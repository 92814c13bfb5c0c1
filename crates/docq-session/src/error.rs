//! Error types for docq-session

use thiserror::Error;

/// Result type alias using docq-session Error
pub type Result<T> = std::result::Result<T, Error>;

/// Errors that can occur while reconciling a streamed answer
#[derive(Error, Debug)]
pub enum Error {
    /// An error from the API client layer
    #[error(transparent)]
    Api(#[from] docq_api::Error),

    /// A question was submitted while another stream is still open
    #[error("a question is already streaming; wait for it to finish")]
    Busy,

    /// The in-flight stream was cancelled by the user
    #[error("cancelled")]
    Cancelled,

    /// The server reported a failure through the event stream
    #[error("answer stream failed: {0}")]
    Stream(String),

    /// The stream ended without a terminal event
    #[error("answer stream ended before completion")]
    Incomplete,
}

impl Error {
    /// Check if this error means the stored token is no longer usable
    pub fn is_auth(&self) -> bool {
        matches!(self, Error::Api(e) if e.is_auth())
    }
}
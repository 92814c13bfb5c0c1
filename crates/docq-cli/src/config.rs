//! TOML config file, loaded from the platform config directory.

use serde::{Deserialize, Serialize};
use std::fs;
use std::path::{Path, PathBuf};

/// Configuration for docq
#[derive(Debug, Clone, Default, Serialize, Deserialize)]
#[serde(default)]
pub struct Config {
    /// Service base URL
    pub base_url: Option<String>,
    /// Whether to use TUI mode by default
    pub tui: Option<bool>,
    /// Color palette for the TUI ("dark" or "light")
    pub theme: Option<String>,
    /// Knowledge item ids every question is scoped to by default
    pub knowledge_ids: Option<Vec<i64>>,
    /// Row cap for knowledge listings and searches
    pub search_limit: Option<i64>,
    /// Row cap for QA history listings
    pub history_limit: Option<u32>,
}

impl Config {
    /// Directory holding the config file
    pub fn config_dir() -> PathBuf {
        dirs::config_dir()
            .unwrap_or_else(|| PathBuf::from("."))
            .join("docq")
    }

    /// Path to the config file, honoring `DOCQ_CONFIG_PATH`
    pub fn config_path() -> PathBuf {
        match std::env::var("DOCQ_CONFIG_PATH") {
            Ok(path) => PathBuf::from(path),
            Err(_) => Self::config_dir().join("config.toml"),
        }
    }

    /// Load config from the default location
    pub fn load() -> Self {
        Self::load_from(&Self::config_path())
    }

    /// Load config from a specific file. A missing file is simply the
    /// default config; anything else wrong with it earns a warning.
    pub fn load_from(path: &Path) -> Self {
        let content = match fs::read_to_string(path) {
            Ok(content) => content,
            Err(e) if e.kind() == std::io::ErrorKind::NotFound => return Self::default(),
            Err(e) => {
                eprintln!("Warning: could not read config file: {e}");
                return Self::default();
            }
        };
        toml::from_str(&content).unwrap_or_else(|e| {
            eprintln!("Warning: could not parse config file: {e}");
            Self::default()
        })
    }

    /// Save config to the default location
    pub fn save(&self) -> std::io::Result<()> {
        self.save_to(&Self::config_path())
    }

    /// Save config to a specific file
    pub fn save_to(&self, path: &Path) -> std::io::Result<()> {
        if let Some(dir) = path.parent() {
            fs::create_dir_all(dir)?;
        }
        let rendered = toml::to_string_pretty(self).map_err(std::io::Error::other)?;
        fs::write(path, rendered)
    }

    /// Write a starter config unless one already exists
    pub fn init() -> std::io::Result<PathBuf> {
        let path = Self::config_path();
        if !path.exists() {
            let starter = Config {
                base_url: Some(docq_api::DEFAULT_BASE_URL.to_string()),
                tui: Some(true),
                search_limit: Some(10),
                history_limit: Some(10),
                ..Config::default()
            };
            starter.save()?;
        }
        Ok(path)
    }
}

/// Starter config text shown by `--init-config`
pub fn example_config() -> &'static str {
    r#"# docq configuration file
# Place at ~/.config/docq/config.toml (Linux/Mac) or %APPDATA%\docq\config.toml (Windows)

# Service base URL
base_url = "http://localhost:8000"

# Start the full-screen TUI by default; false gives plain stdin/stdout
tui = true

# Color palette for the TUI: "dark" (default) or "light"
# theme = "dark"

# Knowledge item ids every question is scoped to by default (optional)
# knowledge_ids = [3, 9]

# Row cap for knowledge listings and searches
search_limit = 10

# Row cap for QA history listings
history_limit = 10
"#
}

###

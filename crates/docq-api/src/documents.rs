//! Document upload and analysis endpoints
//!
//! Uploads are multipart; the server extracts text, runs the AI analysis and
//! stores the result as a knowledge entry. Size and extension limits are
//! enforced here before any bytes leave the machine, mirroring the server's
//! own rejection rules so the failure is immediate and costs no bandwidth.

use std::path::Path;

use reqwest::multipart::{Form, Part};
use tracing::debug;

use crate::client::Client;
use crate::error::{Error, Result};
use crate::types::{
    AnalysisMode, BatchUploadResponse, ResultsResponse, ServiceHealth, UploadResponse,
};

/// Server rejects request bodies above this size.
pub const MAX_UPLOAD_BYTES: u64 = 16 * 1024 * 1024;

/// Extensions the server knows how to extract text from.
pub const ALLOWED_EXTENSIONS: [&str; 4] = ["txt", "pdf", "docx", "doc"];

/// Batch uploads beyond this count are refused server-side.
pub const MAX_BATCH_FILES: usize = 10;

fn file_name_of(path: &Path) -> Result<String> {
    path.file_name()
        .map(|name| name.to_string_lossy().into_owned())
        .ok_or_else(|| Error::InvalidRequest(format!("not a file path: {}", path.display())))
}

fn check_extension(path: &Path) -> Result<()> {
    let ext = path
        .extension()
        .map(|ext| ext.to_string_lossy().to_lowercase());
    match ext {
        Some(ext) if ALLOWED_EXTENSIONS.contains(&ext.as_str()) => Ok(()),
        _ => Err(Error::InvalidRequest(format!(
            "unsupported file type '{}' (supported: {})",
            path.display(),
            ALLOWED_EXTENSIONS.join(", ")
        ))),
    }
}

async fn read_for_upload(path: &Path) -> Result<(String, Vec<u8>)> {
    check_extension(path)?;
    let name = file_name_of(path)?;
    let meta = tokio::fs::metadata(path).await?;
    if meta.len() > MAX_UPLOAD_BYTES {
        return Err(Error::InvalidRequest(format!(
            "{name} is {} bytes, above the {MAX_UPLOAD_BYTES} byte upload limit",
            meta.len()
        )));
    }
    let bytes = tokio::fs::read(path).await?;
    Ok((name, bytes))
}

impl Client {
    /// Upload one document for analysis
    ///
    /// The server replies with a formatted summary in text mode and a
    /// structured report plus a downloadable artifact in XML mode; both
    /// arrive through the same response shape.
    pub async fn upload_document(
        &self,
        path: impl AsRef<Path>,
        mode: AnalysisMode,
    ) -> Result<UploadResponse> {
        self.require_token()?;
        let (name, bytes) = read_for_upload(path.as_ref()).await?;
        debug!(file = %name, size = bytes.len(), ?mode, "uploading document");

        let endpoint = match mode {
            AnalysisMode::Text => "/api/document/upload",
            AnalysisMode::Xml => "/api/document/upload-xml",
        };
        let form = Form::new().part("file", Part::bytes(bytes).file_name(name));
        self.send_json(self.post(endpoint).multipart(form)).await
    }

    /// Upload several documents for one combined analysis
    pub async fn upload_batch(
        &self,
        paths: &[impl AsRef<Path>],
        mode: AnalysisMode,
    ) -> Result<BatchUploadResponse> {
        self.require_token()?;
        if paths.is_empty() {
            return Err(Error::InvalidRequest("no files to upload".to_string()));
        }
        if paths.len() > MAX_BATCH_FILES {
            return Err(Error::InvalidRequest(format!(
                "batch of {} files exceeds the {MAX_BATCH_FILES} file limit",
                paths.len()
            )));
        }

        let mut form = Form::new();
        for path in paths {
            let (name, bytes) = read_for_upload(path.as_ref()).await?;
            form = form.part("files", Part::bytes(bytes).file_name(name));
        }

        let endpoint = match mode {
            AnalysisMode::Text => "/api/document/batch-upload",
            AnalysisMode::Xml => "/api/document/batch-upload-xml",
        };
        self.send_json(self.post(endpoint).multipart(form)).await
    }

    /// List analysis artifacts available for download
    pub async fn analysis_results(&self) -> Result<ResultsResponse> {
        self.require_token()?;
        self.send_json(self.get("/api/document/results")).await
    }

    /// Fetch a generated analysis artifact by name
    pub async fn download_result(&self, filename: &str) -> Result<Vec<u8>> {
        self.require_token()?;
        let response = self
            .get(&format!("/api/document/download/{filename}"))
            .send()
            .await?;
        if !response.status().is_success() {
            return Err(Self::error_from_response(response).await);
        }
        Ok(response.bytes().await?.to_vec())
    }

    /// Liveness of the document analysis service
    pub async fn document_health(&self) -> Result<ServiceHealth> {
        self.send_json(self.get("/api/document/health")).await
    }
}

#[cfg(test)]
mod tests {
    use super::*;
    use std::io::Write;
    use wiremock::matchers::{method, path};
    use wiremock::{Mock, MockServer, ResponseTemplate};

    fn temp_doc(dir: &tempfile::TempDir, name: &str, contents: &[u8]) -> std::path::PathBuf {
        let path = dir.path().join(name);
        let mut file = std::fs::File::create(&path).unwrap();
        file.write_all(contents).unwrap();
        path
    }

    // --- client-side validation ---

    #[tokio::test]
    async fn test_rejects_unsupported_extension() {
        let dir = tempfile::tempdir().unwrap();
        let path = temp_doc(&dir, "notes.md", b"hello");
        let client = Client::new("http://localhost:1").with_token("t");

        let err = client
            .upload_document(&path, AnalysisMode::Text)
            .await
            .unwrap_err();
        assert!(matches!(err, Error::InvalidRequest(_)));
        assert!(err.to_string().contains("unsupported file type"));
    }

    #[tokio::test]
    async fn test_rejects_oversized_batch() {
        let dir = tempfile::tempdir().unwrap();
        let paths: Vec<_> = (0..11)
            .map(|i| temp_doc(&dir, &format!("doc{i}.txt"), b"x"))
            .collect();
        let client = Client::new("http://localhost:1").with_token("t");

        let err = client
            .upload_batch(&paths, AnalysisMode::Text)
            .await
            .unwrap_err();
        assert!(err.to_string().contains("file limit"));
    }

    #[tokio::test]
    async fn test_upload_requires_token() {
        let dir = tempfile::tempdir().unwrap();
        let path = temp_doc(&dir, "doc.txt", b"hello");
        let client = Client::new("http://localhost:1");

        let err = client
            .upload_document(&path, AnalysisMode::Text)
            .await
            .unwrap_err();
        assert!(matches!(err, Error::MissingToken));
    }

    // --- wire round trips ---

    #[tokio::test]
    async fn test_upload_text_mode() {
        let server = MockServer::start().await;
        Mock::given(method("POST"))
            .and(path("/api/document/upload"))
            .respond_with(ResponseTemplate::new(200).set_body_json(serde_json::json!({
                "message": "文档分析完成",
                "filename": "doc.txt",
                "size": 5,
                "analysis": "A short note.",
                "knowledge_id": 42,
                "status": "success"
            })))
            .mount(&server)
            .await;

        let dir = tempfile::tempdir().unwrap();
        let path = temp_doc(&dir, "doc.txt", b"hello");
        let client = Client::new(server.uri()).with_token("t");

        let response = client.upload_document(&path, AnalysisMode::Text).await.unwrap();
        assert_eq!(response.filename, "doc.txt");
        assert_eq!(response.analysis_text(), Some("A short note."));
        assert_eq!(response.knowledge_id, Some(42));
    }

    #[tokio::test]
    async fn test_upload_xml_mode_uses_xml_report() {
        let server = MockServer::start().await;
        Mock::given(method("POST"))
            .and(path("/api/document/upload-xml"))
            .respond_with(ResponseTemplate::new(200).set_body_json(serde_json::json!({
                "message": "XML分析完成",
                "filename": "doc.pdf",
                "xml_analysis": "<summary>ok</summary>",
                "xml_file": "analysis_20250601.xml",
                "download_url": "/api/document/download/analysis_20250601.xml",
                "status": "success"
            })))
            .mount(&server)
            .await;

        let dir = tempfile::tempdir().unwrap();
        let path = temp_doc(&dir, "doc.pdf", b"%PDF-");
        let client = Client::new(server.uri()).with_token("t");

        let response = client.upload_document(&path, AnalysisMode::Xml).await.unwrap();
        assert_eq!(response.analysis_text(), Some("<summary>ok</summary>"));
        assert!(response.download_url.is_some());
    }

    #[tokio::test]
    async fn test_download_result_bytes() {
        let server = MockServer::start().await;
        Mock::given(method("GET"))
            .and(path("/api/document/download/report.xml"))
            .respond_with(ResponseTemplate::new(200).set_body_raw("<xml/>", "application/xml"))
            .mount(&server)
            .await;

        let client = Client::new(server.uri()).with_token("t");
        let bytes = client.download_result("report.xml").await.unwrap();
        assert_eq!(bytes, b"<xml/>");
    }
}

###

TASK TO CARRY OUT
Please find the lines in the data that contain the word "async" and copy them.

OUTPUT BELOW
async fn read_for_upload(path: &Path) -> Result<(String, Vec<u8>)> {
    pub async fn upload_document(
    pub async fn upload_batch(
    pub async fn analysis_results(&self) -> Result<ResultsResponse> {
    pub async fn download_result(&self, filename: &str) -> Result<Vec<u8>> {
    pub async fn document_health(&self) -> Result<ServiceHealth> {
    async fn test_rejects_unsupported_extension() {
    async fn test_rejects_oversized_batch() {
    async fn test_upload_requires_token() {
    async fn test_upload_text_mode() {
    async fn test_upload_xml_mode_uses_xml_report() {
    async fn test_download_result_bytes() {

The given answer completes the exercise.